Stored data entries
== Segment start ==
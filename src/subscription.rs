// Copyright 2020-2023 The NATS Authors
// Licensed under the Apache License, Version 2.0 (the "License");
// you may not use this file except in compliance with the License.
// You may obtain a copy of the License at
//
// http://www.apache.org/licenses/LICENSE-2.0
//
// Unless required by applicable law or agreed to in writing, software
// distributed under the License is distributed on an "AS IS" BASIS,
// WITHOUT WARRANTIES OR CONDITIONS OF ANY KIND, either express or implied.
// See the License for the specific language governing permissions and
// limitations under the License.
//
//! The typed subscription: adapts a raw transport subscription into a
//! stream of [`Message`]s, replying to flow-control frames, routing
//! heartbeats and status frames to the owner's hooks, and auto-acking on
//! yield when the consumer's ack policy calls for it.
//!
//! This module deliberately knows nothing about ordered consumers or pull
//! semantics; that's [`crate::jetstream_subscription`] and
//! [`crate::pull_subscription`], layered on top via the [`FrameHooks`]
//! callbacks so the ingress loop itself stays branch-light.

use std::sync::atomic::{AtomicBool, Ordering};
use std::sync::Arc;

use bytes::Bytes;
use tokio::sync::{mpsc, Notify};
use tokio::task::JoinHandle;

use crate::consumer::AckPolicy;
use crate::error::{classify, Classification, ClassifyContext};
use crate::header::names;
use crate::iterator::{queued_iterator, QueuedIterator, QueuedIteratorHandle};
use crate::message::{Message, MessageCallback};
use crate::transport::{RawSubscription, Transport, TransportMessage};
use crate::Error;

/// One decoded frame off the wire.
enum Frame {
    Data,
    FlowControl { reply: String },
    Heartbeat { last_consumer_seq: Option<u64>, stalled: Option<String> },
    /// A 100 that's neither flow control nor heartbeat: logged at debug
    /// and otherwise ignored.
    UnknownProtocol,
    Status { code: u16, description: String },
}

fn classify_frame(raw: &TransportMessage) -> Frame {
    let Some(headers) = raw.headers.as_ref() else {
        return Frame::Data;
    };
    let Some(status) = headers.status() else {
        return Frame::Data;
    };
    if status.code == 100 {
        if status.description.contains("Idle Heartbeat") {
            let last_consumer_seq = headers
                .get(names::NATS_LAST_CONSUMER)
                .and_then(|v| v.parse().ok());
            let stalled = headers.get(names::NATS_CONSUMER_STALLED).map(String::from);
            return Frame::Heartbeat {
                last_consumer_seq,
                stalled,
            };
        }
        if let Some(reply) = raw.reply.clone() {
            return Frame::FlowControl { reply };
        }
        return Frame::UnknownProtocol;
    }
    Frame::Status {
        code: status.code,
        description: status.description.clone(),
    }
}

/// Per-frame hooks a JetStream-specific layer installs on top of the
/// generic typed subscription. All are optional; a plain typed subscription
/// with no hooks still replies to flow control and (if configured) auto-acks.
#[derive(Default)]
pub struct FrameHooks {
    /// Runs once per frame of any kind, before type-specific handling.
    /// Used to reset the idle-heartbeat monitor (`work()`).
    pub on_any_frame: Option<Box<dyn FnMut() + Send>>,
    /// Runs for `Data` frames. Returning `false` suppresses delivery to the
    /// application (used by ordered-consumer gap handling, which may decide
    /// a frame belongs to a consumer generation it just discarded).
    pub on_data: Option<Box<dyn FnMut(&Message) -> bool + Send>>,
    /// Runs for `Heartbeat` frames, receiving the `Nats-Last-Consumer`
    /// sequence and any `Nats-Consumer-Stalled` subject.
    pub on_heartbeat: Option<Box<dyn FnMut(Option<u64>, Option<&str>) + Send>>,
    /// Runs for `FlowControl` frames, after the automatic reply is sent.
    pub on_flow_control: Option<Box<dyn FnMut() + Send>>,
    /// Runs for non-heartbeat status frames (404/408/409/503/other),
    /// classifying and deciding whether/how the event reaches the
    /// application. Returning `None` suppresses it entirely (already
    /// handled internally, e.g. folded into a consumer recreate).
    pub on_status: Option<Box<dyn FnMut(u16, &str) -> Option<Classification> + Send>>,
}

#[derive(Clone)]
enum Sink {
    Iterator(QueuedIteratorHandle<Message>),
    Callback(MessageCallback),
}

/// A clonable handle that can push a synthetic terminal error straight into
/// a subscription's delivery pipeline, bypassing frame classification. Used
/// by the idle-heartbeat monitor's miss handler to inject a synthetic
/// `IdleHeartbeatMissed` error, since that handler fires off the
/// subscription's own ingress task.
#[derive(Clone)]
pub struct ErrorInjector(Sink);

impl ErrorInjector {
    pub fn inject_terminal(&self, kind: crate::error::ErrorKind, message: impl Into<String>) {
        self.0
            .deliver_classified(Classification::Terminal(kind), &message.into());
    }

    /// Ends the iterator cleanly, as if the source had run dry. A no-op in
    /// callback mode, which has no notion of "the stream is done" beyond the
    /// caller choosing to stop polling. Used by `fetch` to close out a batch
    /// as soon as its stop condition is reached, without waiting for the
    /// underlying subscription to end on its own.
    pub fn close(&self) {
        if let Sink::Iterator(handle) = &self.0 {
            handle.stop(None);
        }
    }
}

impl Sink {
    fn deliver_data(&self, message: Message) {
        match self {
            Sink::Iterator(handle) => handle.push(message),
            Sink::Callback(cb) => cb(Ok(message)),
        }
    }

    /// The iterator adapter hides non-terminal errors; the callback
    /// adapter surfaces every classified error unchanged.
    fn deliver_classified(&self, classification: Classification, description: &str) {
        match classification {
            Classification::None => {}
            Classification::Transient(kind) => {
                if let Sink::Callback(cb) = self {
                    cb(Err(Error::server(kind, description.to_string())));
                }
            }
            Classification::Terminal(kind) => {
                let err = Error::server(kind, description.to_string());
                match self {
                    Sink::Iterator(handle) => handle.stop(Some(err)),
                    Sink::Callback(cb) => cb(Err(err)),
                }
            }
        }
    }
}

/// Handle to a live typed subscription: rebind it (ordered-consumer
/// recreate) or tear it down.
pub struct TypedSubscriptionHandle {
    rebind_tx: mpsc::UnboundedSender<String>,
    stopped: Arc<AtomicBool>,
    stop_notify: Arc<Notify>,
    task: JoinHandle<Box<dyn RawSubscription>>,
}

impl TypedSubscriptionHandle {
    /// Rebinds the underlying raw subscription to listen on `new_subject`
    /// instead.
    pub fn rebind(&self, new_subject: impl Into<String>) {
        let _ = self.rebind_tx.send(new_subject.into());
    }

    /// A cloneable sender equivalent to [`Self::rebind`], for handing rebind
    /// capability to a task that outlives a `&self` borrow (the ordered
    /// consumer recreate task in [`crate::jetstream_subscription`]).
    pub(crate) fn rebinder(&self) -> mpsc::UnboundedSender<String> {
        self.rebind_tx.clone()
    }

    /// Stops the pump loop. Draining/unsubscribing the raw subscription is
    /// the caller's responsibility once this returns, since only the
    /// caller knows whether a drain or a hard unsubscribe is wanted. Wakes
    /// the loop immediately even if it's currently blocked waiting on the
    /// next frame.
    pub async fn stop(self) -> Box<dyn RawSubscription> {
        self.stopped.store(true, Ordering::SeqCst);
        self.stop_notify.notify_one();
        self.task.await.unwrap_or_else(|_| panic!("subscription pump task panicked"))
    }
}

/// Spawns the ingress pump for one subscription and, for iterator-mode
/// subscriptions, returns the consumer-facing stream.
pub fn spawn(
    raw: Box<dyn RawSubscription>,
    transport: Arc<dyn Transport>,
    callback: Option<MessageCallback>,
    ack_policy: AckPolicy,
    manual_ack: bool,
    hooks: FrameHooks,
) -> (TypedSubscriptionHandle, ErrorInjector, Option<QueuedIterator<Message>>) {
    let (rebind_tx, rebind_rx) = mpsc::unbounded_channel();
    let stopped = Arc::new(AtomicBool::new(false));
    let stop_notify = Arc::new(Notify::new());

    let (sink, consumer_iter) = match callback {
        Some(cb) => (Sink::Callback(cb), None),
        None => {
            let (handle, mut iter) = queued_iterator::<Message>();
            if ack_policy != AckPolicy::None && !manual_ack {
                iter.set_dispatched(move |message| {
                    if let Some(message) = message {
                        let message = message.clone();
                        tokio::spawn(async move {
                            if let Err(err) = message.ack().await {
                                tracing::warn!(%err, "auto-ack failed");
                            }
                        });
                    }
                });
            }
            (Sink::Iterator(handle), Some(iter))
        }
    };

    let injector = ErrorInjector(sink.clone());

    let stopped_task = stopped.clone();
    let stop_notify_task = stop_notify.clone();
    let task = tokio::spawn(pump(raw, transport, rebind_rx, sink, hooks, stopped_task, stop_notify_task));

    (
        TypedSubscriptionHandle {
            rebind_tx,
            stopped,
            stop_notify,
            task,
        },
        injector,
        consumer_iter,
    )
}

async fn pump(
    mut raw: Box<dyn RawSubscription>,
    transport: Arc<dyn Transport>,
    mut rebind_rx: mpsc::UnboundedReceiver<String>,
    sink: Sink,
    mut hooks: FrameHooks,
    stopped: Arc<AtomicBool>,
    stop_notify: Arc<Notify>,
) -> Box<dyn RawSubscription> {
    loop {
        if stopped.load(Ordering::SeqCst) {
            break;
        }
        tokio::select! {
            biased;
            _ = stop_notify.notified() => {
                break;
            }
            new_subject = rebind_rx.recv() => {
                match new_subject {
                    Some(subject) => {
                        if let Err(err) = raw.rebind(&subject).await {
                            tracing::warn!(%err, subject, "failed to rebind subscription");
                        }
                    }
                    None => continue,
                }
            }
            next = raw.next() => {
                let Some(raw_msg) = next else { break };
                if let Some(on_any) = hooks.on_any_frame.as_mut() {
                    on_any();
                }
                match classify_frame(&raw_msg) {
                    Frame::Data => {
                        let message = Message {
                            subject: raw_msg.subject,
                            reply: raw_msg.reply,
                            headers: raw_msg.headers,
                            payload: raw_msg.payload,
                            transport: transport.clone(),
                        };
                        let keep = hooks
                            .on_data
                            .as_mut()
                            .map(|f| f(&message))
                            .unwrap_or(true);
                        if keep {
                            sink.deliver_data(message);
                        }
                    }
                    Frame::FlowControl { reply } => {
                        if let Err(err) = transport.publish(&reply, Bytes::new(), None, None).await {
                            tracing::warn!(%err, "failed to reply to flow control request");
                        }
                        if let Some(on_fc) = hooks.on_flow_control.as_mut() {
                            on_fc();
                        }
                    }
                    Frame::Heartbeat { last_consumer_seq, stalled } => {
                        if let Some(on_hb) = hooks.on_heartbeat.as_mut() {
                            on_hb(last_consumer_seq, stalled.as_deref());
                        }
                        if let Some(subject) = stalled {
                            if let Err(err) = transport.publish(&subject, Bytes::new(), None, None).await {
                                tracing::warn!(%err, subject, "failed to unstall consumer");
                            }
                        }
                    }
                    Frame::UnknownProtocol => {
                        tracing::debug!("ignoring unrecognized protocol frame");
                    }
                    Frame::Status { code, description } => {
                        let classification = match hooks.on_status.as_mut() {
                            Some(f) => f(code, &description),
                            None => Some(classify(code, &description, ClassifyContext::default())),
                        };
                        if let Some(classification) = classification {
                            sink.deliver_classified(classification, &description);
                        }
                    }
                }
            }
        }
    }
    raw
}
== Segment end ==
#### What is needed:
What you give back must be the stretch above, starting at the line with "and otherwise ignored." and ending at the line with "which may decide", copied exactly.

#### Response:
    /// and otherwise ignored.
    UnknownProtocol,
    Status { code: u16, description: String },
}

fn classify_frame(raw: &TransportMessage) -> Frame {
    let Some(headers) = raw.headers.as_ref() else {
        return Frame::Data;
    };
    let Some(status) = headers.status() else {
        return Frame::Data;
    };
    if status.code == 100 {
        if status.description.contains("Idle Heartbeat") {
            let last_consumer_seq = headers
                .get(names::NATS_LAST_CONSUMER)
                .and_then(|v| v.parse().ok());
            let stalled = headers.get(names::NATS_CONSUMER_STALLED).map(String::from);
            return Frame::Heartbeat {
                last_consumer_seq,
                stalled,
            };
        }
        if let Some(reply) = raw.reply.clone() {
            return Frame::FlowControl { reply };
        }
        return Frame::UnknownProtocol;
    }
    Frame::Status {
        code: status.code,
        description: status.description.clone(),
    }
}

/// Per-frame hooks a JetStream-specific layer installs on top of the
/// generic typed subscription. All are optional; a plain typed subscription
/// with no hooks still replies to flow control and (if configured) auto-acks.
#[derive(Default)]
pub struct FrameHooks {
    /// Runs once per frame of any kind, before type-specific handling.
    /// Used to reset the idle-heartbeat monitor (`work()`).
    pub on_any_frame: Option<Box<dyn FnMut() + Send>>,
    /// Runs for `Data` frames. Returning `false` suppresses delivery to the
    /// application (used by ordered-consumer gap handling, which may decide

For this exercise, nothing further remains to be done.